(Task to carry out):
Repeat exactly the lines below that lie between the line with "A button mask." and the line with "(at 44100 Hz).", counting both of those lines as part of the answer.

Source records
□ □ □ □

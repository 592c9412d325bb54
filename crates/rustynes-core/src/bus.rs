//! NES System Bus Implementation.
//!
//! The bus connects the CPU to all other components:
//! - PPU registers ($2000-$2007, mirrored every 8 bytes to $3FFF)
//! - APU/IO registers ($4000-$4017)
//! - Cartridge space ($4020-$FFFF)
//! - Internal RAM ($0000-$07FF, mirrored to $1FFF)

use rustynes_apu::Apu;
use rustynes_cpu::Bus;
use rustynes_mappers::{Mapper, Mirroring};
use rustynes_ppu::{Mirroring as PpuMirroring, Ppu};

/// Translates the mapper-reported mirroring mode into the PPU crate's own
/// `Mirroring` type. Both crates define the same five modes independently
/// so that neither depends on the other; this is the one place they meet.
const fn to_ppu_mirroring(mirroring: Mirroring) -> PpuMirroring {
    match mirroring {
        Mirroring::Horizontal => PpuMirroring::Horizontal,
        Mirroring::Vertical => PpuMirroring::Vertical,
        Mirroring::SingleScreenLower => PpuMirroring::SingleScreenLower,
        Mirroring::SingleScreenUpper => PpuMirroring::SingleScreenUpper,
        Mirroring::FourScreen => PpuMirroring::FourScreen,
    }
}

#[cfg(not(feature = "std"))]
use alloc::boxed::Box;

/// Controller input state.
#[derive(Debug, Clone, Copy, Default)]
pub struct ControllerState {
    /// Button states: A, B, Select, Start, Up, Down, Left, Right
    pub buttons: u8,
}

impl ControllerState {
    /// A button mask.
    pub const A: u8 = 0x01;
    /// B button mask.
    pub const B: u8 = 0x02;
    /// Select button mask.
    pub const SELECT: u8 = 0x04;
    /// Start button mask.
    pub const START: u8 = 0x08;
    /// Up button mask.
    pub const UP: u8 = 0x10;
    /// Down button mask.
    pub const DOWN: u8 = 0x20;
    /// Left button mask.
    pub const LEFT: u8 = 0x40;
    /// Right button mask.
    pub const RIGHT: u8 = 0x80;
}

/// NES system bus connecting all components.
pub struct NesBus {
    /// Internal RAM (2KB, mirrored 4 times).
    pub ram: [u8; 2048],
    /// PPU (Picture Processing Unit).
    pub ppu: Ppu,
    /// APU (Audio Processing Unit).
    pub apu: Apu,
    /// Cartridge mapper.
    pub mapper: Box<dyn Mapper>,
    /// Controller 1 state.
    pub controller1: ControllerState,
    /// Controller 2 state.
    pub controller2: ControllerState,
    /// Controller 1 shift register.
    controller1_shift: u8,
    /// Controller 2 shift register.
    controller2_shift: u8,
    /// Controller strobe latch.
    controller_strobe: bool,
    /// OAM DMA page.
    oam_dma_page: Option<u8>,
    /// CPU cycle counter for DMA timing.
    cpu_cycles: u64,
    /// DMC DMA stall cycles.
    dmc_stall_cycles: u8,
    /// Last value on the data bus (for open bus behavior).
    last_bus_value: u8,
    /// NMI pending from PPU.
    nmi_pending: bool,
    /// IRQ pending from mapper/APU.
    irq_pending: bool,
    /// Sample accumulator for downsampling.
    sample_count: u32,
    /// Sample sum for averaging.
    sample_sum: f32,
}

impl NesBus {
    /// CPU cycles per audio sample (at 44100 Hz).
    const CYCLES_PER_SAMPLE: u32 = 40; // ~1789773 / 44100

    /// Create a new NES bus with the given mapper.
    pub fn new(mapper: Box<dyn Mapper>) -> Self {
        let ppu = Ppu::new(to_ppu_mirroring(mapper.mirroring()));
        Self {
            ram: [0; 2048],
            ppu,
            apu: Apu::new(),
            mapper,
            controller1: ControllerState::default(),
            controller2: ControllerState::default(),
            controller1_shift: 0,
            controller2_shift: 0,
            controller_strobe: false,
            oam_dma_page: None,
            cpu_cycles: 0,
            dmc_stall_cycles: 0,
            last_bus_value: 0,
            nmi_pending: false,
            irq_pending: false,
            sample_count: 0,
            sample_sum: 0.0,
        }
    }

    /// Reset the bus and all components.
    pub fn reset(&mut self) {
        self.ram.fill(0);
        self.ppu.reset();
        self.apu.reset();
        self.mapper.reset();
        self.ppu.set_mirroring(to_ppu_mirroring(self.mapper.mirroring()));
        self.controller1_shift = 0;
        self.controller2_shift = 0;
        self.controller_strobe = false;
        self.oam_dma_page = None;
        self.cpu_cycles = 0;
        self.dmc_stall_cycles = 0;
        self.last_bus_value = 0;
        self.nmi_pending = false;
        self.irq_pending = false;
        self.sample_count = 0;
        self.sample_sum = 0.0;
    }

    /// Check if OAM DMA is pending.
    #[must_use]
    pub fn oam_dma_pending(&self) -> bool {
        self.oam_dma_page.is_some()
    }

    /// Execute OAM DMA transfer.
    ///
    /// Returns the number of CPU cycles consumed.
    pub fn execute_oam_dma(&mut self) -> u16 {
        if let Some(page) = self.oam_dma_page.take() {
            let base = u16::from(page) << 8;

            // Copy 256 bytes to OAM
            for i in 0..256u16 {
                let addr = base.wrapping_add(i);
                let data = self.cpu_read(addr);
                self.ppu.write_oam(data);
            }

            // DMA takes 513 or 514 cycles depending on CPU cycle parity
            let cycles = if self.cpu_cycles % 2 == 1 { 514 } else { 513 };
            self.cpu_cycles += u64::from(cycles);
            cycles
        } else {
            0
        }
    }

    /// Internal CPU read without updating bus state (for DMA).
    fn cpu_read(&self, addr: u16) -> u8 {
        match addr {
            0x0000..=0x1FFF => self.ram[(addr & 0x07FF) as usize],
            0x8000..=0xFFFF => self.mapper.read_prg(addr),
            _ => 0,
        }
    }

    /// Step the PPU by 3 dots (one CPU cycle worth).
    ///
    /// Returns true if NMI should be triggered.
    pub fn step_ppu(&mut self) -> bool {
        let mut nmi = false;

        // Mappers such as MMC1 can change mirroring at runtime; pick up the
        // latest mode before rendering picks up pattern/nametable data.
        self.ppu
            .set_mirroring(to_ppu_mirroring(self.mapper.mirroring()));

        for _ in 0..3 {
            let mapper = &mut self.mapper;
            let (_, triggered) = self.ppu.step_with_chr(|addr| mapper.read_chr(addr));
            if triggered {
                nmi = true;
            }

            // Mappers such as MMC3 clock a scanline IRQ counter from the PPU
            // address bus's A12 line, which toggles once per scanline while
            // fetching sprite patterns around dot 260.
            if self.ppu.dot() == 260
                && self.ppu.is_rendering_scanline()
                && self.ppu.rendering_enabled()
            {
                self.mapper.scanline();
            }
        }

        // Clock the mapper for each CPU cycle
        self.mapper.clock(1);

        if nmi {
            self.nmi_pending = true;
        }

        nmi
    }

    /// Step the APU by one CPU cycle.
    ///
    /// Returns audio sample if available.
    pub fn step_apu(&mut self) -> Option<f32> {
        self.apu.clock();

        // Handle DMC sample fetch
        if self.apu.dmc_needs_sample() {
            let addr = self.apu.dmc_sample_addr();
            let sample = self.mapper.read_prg(addr);
            self.apu.dmc_fill_sample(sample);
            // DMC DMA stalls CPU for 4 cycles
            self.dmc_stall_cycles = 4;
        }

        // Accumulate samples for downsampling
        self.sample_sum += self.apu.output();
        self.sample_count += 1;

        if self.sample_count >= Self::CYCLES_PER_SAMPLE {
            #[allow(clippy::cast_precision_loss)]
            let sample = self.sample_sum / self.sample_count as f32;
            self.sample_count = 0;
            self.sample_sum = 0.0;
            Some(sample)
        } else {
            None
        }
    }

    /// Check if NMI is pending.
    #[must_use]
    pub fn nmi_pending(&self) -> bool {
        self.nmi_pending
    }

    /// Acknowledge NMI.
    pub fn acknowledge_nmi(&mut self) {
        self.nmi_pending = false;
    }

    /// Check if IRQ is pending.
    #[must_use]
    pub fn irq_pending(&self) -> bool {
        self.irq_pending || self.mapper.irq_pending() || self.apu.irq_pending()
    }

    /// Acknowledge mapper IRQ.
    pub fn acknowledge_mapper_irq(&mut self) {
        self.mapper.irq_acknowledge();
    }

    /// Get the current CPU cycle count.
    #[must_use]
    pub fn cpu_cycles(&self) -> u64 {
        self.cpu_cycles
    }

    /// Increment CPU cycle count.
    pub fn add_cpu_cycles(&mut self, cycles: u8) {
        self.cpu_cycles += u64::from(cycles);
    }

    /// Read controller register.
    fn read_controller(&mut self, port: u8) -> u8 {
        let shift = if port == 0 {
            &mut self.controller1_shift
        } else {
            &mut self.controller2_shift
        };

        // Open bus behavior: bits 5-7 come from last bus value
        let open_bus = self.last_bus_value & 0xE0;

        // Read bit 0 from shift register
        let data = (*shift & 1) | open_bus;
        *shift >>= 1;
        *shift |= 0x80; // Shift in 1s after all buttons read

        data
    }

    /// Write controller strobe.
    fn write_controller_strobe(&mut self, val: u8) {
        let new_strobe = val & 1 != 0;

        // On falling edge (strobe 1->0), latch controller state
        if self.controller_strobe && !new_strobe {
            self.controller1_shift = self.controller1.buttons;
            self.controller2_shift = self.controller2.buttons;
        }

        self.controller_strobe = new_strobe;

        // While strobe is high, continuously reload
        if self.controller_strobe {
            self.controller1_shift = self.controller1.buttons;
            self.controller2_shift = self.controller2.buttons;
        }
    }

    /// Check if DMC stall is active.
    #[must_use]
    pub fn dmc_stall_active(&self) -> bool {
        self.dmc_stall_cycles > 0
    }

    /// Decrement DMC stall counter.
    pub fn decrement_dmc_stall(&mut self) {
        if self.dmc_stall_cycles > 0 {
            self.dmc_stall_cycles -= 1;
        }
    }

    /// Peek at memory without side effects.
    ///
    /// This is useful for debugging/display purposes where we don't want
    /// to trigger PPU register side effects or mapper state changes.
    #[must_use]
    pub fn peek(&self, addr: u16) -> u8 {
        match addr {
            // Internal RAM (mirrored every 2KB)
            0x0000..=0x1FFF => self.ram[(addr & 0x07FF) as usize],

            // PPU registers - return last bus value to avoid side effects
            0x2000..=0x3FFF => self.last_bus_value,

            // APU and I/O registers
            0x4000..=0x4017 => match addr {
                0x4015 => self.apu.peek_status(),
                0x4016 | 0x4017 => self.last_bus_value,
                _ => self.last_bus_value,
            },

            // APU test mode
            0x4018..=0x401F => self.last_bus_value,

            // Cartridge space
            0x4020..=0xFFFF => self.mapper.read_prg(addr),
        }
    }
}

/// CPU bus implementation.
impl Bus for NesBus {
    fn read(&mut self, addr: u16) -> u8 {
        let value = match addr {
            // Internal RAM (mirrored every 2KB)
            0x0000..=0x1FFF => self.ram[(addr & 0x07FF) as usize],

            // PPU registers (mirrored every 8 bytes)
            0x2000..=0x3FFF => {
                self.ppu
                    .set_mirroring(to_ppu_mirroring(self.mapper.mirroring()));
                let mapper = &mut self.mapper;
                self.ppu
                    .read_register(addr, |chr_addr| mapper.read_chr(chr_addr))
            }

            // APU and I/O registers
            0x4000..=0x4017 => match addr {
                0x4015 => self.apu.read_status(),
                0x4016 => self.read_controller(0),
                0x4017 => self.read_controller(1),
                _ => self.last_bus_value, // Write-only registers
            },

            // APU test mode (normally disabled)
            0x4018..=0x401F => self.last_bus_value,

            // Cartridge space
            0x4020..=0xFFFF => self.mapper.read_prg(addr),
        };

        self.last_bus_value = value;
        value
    }

    fn write(&mut self, addr: u16, val: u8) {
        self.last_bus_value = val;

        match addr {
            // Internal RAM (mirrored every 2KB)
            0x0000..=0x1FFF => {
                self.ram[(addr & 0x07FF) as usize] = val;
            }

            // PPU registers (mirrored every 8 bytes)
            0x2000..=0x3FFF => {
                self.ppu
                    .set_mirroring(to_ppu_mirroring(self.mapper.mirroring()));
                let mapper = &mut self.mapper;
                self.ppu
                    .write_register(addr, val, |chr_addr, chr_val| {
                        mapper.write_chr(chr_addr, chr_val);
                    });
            }

            // APU and I/O registers
            0x4000..=0x4017 => match addr {
                0x4000..=0x4013 | 0x4015 | 0x4017 => {
                    self.apu.write(addr, val);
                }
                0x4014 => {
                    // OAM DMA
                    self.oam_dma_page = Some(val);
                }
                0x4016 => {
                    self.write_controller_strobe(val);
                }
                _ => {}
            },

            // APU test mode (normally disabled)
            0x4018..=0x401F => {}

            // Cartridge space
            0x4020..=0xFFFF => {
                self.mapper.write_prg(addr, val);
            }
        }
    }
}
impl Mmc3 {
    /// Create a new MMC3 mapper from ROM data.
    #[must_use]
    pub fn new(rom: &Rom) -> Self {
        let prg_banks = rom.prg_rom.len() / 8192;
        let chr_is_ram = rom.chr_rom.is_empty();
        let chr = if chr_is_ram {
            vec![0u8; 8192]
        } else {
            rom.chr_rom.clone()
        };
        let chr_banks = (chr.len() / 1024).max(1);

        Self {
            prg_rom: rom.prg_rom.clone(),
            chr,
            prg_ram: vec![0u8; 8192],
            chr_is_ram,
            prg_banks,
            chr_banks,
            bank_select: 0,
            prg_mode: false,
            chr_inversion: false,
            chr_bank_2k_0: 0,
            chr_bank_2k_1: 2,
            chr_bank_1k_0: 4,
            chr_bank_1k_1: 5,
            chr_bank_1k_2: 6,
            chr_bank_1k_3: 7,
            prg_bank_0: 0,
            prg_bank_1: 1,
            mirroring: rom.header.mirroring,
            prg_ram_protect: false,
            prg_ram_enabled: true,
            irq_latch: 0,
            irq_counter: 0,
            irq_reload: false,
            irq_enabled: false,
            irq_pending: false,
            last_a12: false,
            a12_filter: 0,
            has_battery: rom.header.has_battery,
        }
    }

    /// Get PRG-ROM address for a CPU address.
    fn prg_addr(&self, addr: u16) -> usize {
        let bank = match addr {
            0x8000..=0x9FFF => {
                if self.prg_mode {
                    self.prg_banks.saturating_sub(2) // Fixed second-to-last
                } else {
                    self.prg_bank_0 as usize
                }
            }
            0xA000..=0xBFFF => self.prg_bank_1 as usize,
            0xC000..=0xDFFF => {
                if self.prg_mode {
                    self.prg_bank_0 as usize
                } else {
                    self.prg_banks.saturating_sub(2) // Fixed second-to-last
                }
            }
            0xE000..=0xFFFF => self.prg_banks.saturating_sub(1), // Fixed last
            _ => 0,
        };

        let bank = bank % self.prg_banks.max(1);
        let offset = (addr & 0x1FFF) as usize;
        bank * 8192 + offset
    }

    /// Get CHR address for a PPU address.
    fn chr_addr(&self, addr: u16) -> usize {
        let addr = addr & 0x1FFF;

        // Determine which bank register to use based on A12 inversion
        let bank = if self.chr_inversion {
            match addr {
                0x0000..=0x03FF => self.chr_bank_1k_0,
                0x0400..=0x07FF => self.chr_bank_1k_1,
                0x0800..=0x0BFF => self.chr_bank_1k_2,
                0x0C00..=0x0FFF => self.chr_bank_1k_3,
                0x1000..=0x17FF => self.chr_bank_2k_0 & 0xFE, // 2KB aligned
                0x1800..=0x1FFF => self.chr_bank_2k_1 & 0xFE, // 2KB aligned
                _ => 0,
            }
        } else {
            match addr {
                0x0000..=0x07FF => self.chr_bank_2k_0 & 0xFE, // 2KB aligned
                0x0800..=0x0FFF => self.chr_bank_2k_1 & 0xFE, // 2KB aligned
                0x1000..=0x13FF => self.chr_bank_1k_0,
                0x1400..=0x17FF => self.chr_bank_1k_1,
                0x1800..=0x1BFF => self.chr_bank_1k_2,
                0x1C00..=0x1FFF => self.chr_bank_1k_3,
                _ => 0,
            }
        };

        // Adjust bank based on whether it's 1KB or 2KB
        let (bank_size, offset_mask) = if self.chr_inversion {
            match addr {
                0x0000..=0x0FFF => (1024, 0x03FF),
                _ => (2048, 0x07FF),
            }
        } else {
            match addr {
                0x0000..=0x0FFF => (2048, 0x07FF),
                _ => (1024, 0x03FF),
            }
        };

        let bank = (bank as usize) % self.chr_banks;
        let offset = (addr & offset_mask) as usize;

        if bank_size == 2048 {
            // 2KB bank
            (bank / 2 * 2) * 1024 + offset
        } else {
            // 1KB bank
            bank * 1024 + offset
        }
    }

    /// Clock the IRQ counter (called on A12 rising edge).
    fn clock_irq(&mut self) {
        if self.irq_counter == 0 || self.irq_reload {
            self.irq_counter = self.irq_latch;
            self.irq_reload = false;
        } else {
            self.irq_counter = self.irq_counter.saturating_sub(1);
        }

        if self.irq_counter == 0 && self.irq_enabled {
            self.irq_pending = true;
        }
    }
}
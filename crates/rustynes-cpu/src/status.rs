//! CPU Status Register (P register) flags.
//!
//! The 6502 status register is an 8-bit register that contains various flags
//! reflecting the state of the processor:
//!
//! ```text
//! 7  6  5  4  3  2  1  0
//! N  V  U  B  D  I  Z  C
//! │  │  │  │  │  │  │  └─ Carry
//! │  │  │  │  │  │  └──── Zero
//! │  │  │  │  │  └─────── Interrupt Disable
//! │  │  │  │  └────────── Decimal Mode (not used in NES but still functional)
//! │  │  │  └───────────── Break (1 when pushed from PHP/BRK, 0 from IRQ/NMI)
//! │  │  └──────────────── Unused (always 1 when pushed to stack)
//! │  └─────────────────── Overflow
//! └────────────────────── Negative
//! ```

use bitflags::bitflags;

#[cfg(feature = "serde")]
use serde::{Deserialize, Serialize};

bitflags! {
    /// CPU Status Register flags.
    #[derive(Debug, Clone, Copy, PartialEq, Eq, Hash, Default)]
    #[cfg_attr(feature = "serde", derive(Serialize, Deserialize))]
    pub struct StatusFlags: u8 {
        /// Carry flag - Set if the last operation caused an overflow from bit 7
        /// or an underflow from bit 0.
        const CARRY = 1 << 0;

        /// Zero flag - Set if the result of the last operation was zero.
        const ZERO = 1 << 1;

        /// Interrupt Disable flag - When set, IRQ interrupts are disabled.
        /// NMI interrupts are not affected.
        const INTERRUPT_DISABLE = 1 << 2;

        /// Decimal Mode flag - When set, arithmetic operations use BCD.
        /// Note: The NES CPU lacks BCD support, but this flag still functions.
        const DECIMAL = 1 << 3;

        /// Break flag - Distinguishes hardware interrupts from BRK instructions.
        /// Set to 1 when pushed by PHP or BRK, 0 when pushed by IRQ or NMI.
        const BREAK = 1 << 4;

        /// Unused flag - Always set to 1 when status is pushed to the stack.
        const UNUSED = 1 << 5;

        /// Overflow flag - Set if the last operation caused a signed overflow.
        const OVERFLOW = 1 << 6;

        /// Negative flag - Set if bit 7 of the result is set.
        const NEGATIVE = 1 << 7;
    }
}

impl StatusFlags {
    /// Status immediately after the RESET sequence completes (I and U set).
    pub const POWER_ON: Self = Self::INTERRUPT_DISABLE.union(Self::UNUSED);

    /// Mask for flags that can be set by the PLP / RTI instructions.
    /// The B and U flags are never affected by a stack-to-status transfer.
    pub const PLP_MASK: Self = Self::CARRY
        .union(Self::ZERO)
        .union(Self::INTERRUPT_DISABLE)
        .union(Self::DECIMAL)
        .union(Self::OVERFLOW)
        .union(Self::NEGATIVE);

    /// Creates a new status register with default flags (I and U set).
    #[must_use]
    pub const fn new() -> Self {
        Self::POWER_ON
    }

    /// Sets or clears the Zero and Negative flags based on a value.
    #[inline]
    pub fn set_zn(&mut self, value: u8) {
        self.set_flag(Self::ZERO, value == 0);
        self.set_flag(Self::NEGATIVE, value & 0x80 != 0);
    }

    /// Sets or clears a flag.
    #[inline]
    pub fn set_flag(&mut self, flag: Self, value: bool) {
        if value {
            *self |= flag;
        } else {
            *self &= !flag;
        }
    }

    /// Converts the status register to a byte suitable for pushing to the stack.
    /// The U flag is always set; the B flag is set only for PHP/BRK.
    #[inline]
    #[must_use]
    pub const fn to_stack_byte(self, brk: bool) -> u8 {
        let mut value = self.bits() | Self::UNUSED.bits();
        if brk {
            value |= Self::BREAK.bits();
        }
        value
    }

    /// Creates a status register from a byte pulled from the stack.
    /// The B flag never exists as real CPU state, so it's dropped; U is always set.
    #[inline]
    #[must_use]
    pub fn from_stack_byte(value: u8) -> Self {
        Self::from_bits_truncate((value & !Self::BREAK.bits()) | Self::UNUSED.bits())
    }
}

□ □ □ □

(Solution for this exercise):
    /// A button mask.
    pub const A: u8 = 0x01;
    /// B button mask.
    pub const B: u8 = 0x02;
    /// Select button mask.
    pub const SELECT: u8 = 0x04;
    /// Start button mask.
    pub const START: u8 = 0x08;
    /// Up button mask.
    pub const UP: u8 = 0x10;
    /// Down button mask.
    pub const DOWN: u8 = 0x20;
    /// Left button mask.
    pub const LEFT: u8 = 0x40;
    /// Right button mask.
    pub const RIGHT: u8 = 0x80;
}

/// NES system bus connecting all components.
pub struct NesBus {
    /// Internal RAM (2KB, mirrored 4 times).
    pub ram: [u8; 2048],
    /// PPU (Picture Processing Unit).
    pub ppu: Ppu,
    /// APU (Audio Processing Unit).
    pub apu: Apu,
    /// Cartridge mapper.
    pub mapper: Box<dyn Mapper>,
    /// Controller 1 state.
    pub controller1: ControllerState,
    /// Controller 2 state.
    pub controller2: ControllerState,
    /// Controller 1 shift register.
    controller1_shift: u8,
    /// Controller 2 shift register.
    controller2_shift: u8,
    /// Controller strobe latch.
    controller_strobe: bool,
    /// OAM DMA page.
    oam_dma_page: Option<u8>,
    /// CPU cycle counter for DMA timing.
    cpu_cycles: u64,
    /// DMC DMA stall cycles.
    dmc_stall_cycles: u8,
    /// Last value on the data bus (for open bus behavior).
    last_bus_value: u8,
    /// NMI pending from PPU.
    nmi_pending: bool,
    /// IRQ pending from mapper/APU.
    irq_pending: bool,
    /// Sample accumulator for downsampling.
    sample_count: u32,
    /// Sample sum for averaging.
    sample_sum: f32,
}

impl NesBus {
    /// CPU cycles per audio sample (at 44100 Hz).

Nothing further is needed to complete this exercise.